(Marco Bonelli) Short-term correction or no short-term correction - that is the question!
Very often, when too many people comment about the chance of a short-term correction and too many minor signs point towards a short-term correction, the expected pull-back doesn't come right away if the overall market mostly rides a bull-market wave.
Recent developments in energy prices, the Dow Jones Transportation Index, a few disappointing earnings reports and a bit of profit-taking in some high-flying sectors and stocks don't represent the needed trigger when the consensus expectation calls for an imminent correction due to highly overbought levels. Except in the DJ Transportation Index, most chart-trends still look ok; in fact, both SPX and NDX bounced off short-term support to close near rally highs. On the corporate level the market got presented some positive headlines: AAPL (which initially looked like, the stock might stage its second major intraday reversal to the downside in six trading days) kept hopes for a future dividend alive, acknowledging at their annual shareholder meeting that they have more cash than they need to run the company and after-hours earnings in CRM, ADSK, AIG and GPS were all solid.
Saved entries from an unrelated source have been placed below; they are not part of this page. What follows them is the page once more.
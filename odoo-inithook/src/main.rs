use odoo_inithook::cli::{self, CliAction};

fn main() {
    let argv: Vec<String> = std::env::args().collect();
    let program = argv
        .first()
        .cloned()
        .unwrap_or_else(|| "odoo-inithook".to_string());

    let args = match cli::parse_from(&argv) {
        CliAction::Run(args) => args,
        CliAction::Usage(error) => std::process::exit(cli::usage(&program, error.as_deref())),
    };

    // Stages run strictly in sequence.
    let runtime = match tokio::runtime::Builder::new_current_thread()
        .enable_all()
        .build()
    {
        Ok(rt) => rt,
        Err(e) => {
            eprintln!("Error: failed to start async runtime: {}", e);
            std::process::exit(1);
        }
    };

    let code = runtime.block_on(odoo_inithook::run(args));
    std::process::exit(code);
}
While a short-term pull-back often (but not necessarily) gets initiated by a certain trigger that causes some selling or profit-taking without changing the underlying opinion, a longer-term, but cyclical correction that is based on the recognition that expectations departed to far from reality and that the consensus positive view for the second half 2012 (the "tough 1H, better 2H"-call gets embraced by the majority of analysts, economists and corporations) might have to be pushed out towards 2013 doesn't need a trigger; however, it takes some time to develop!
This transformation period could take a few more weeks and will most likely involve pull-backs, rebounds, reversals and even new highs, in other words, a paradise for some day-traders (and a nightmare for many others), a possibility for investors to take profits and lighten up on positions that ran "too far too fast" but also a possibility to identify and buy more defensive plays (like in the consumer and healthcare sector) with strong fundamentals or growth-stories (for instance in the technology sector) that haven't been widely discovered and therefore didn't fully participate in the bull-market since the lows from October last year.
We are entering the last trading days of the month (that historically show a more disappointing performance) where window-dressing and other end-of-the-month / beginning-of-the-month activity will likely add some volatility, so hopefully any short-term trigger doesn't jeopardize the solid monthly performance so far (Dow Jones up 2.78%, SPX up 3.89% and Nasdaq Composite up 5.09%).
Trade well and have a good weekend.
(Marco Bonelli is the Managing Director of International for CL King & Associates in New York. The opinions expressed are his own.)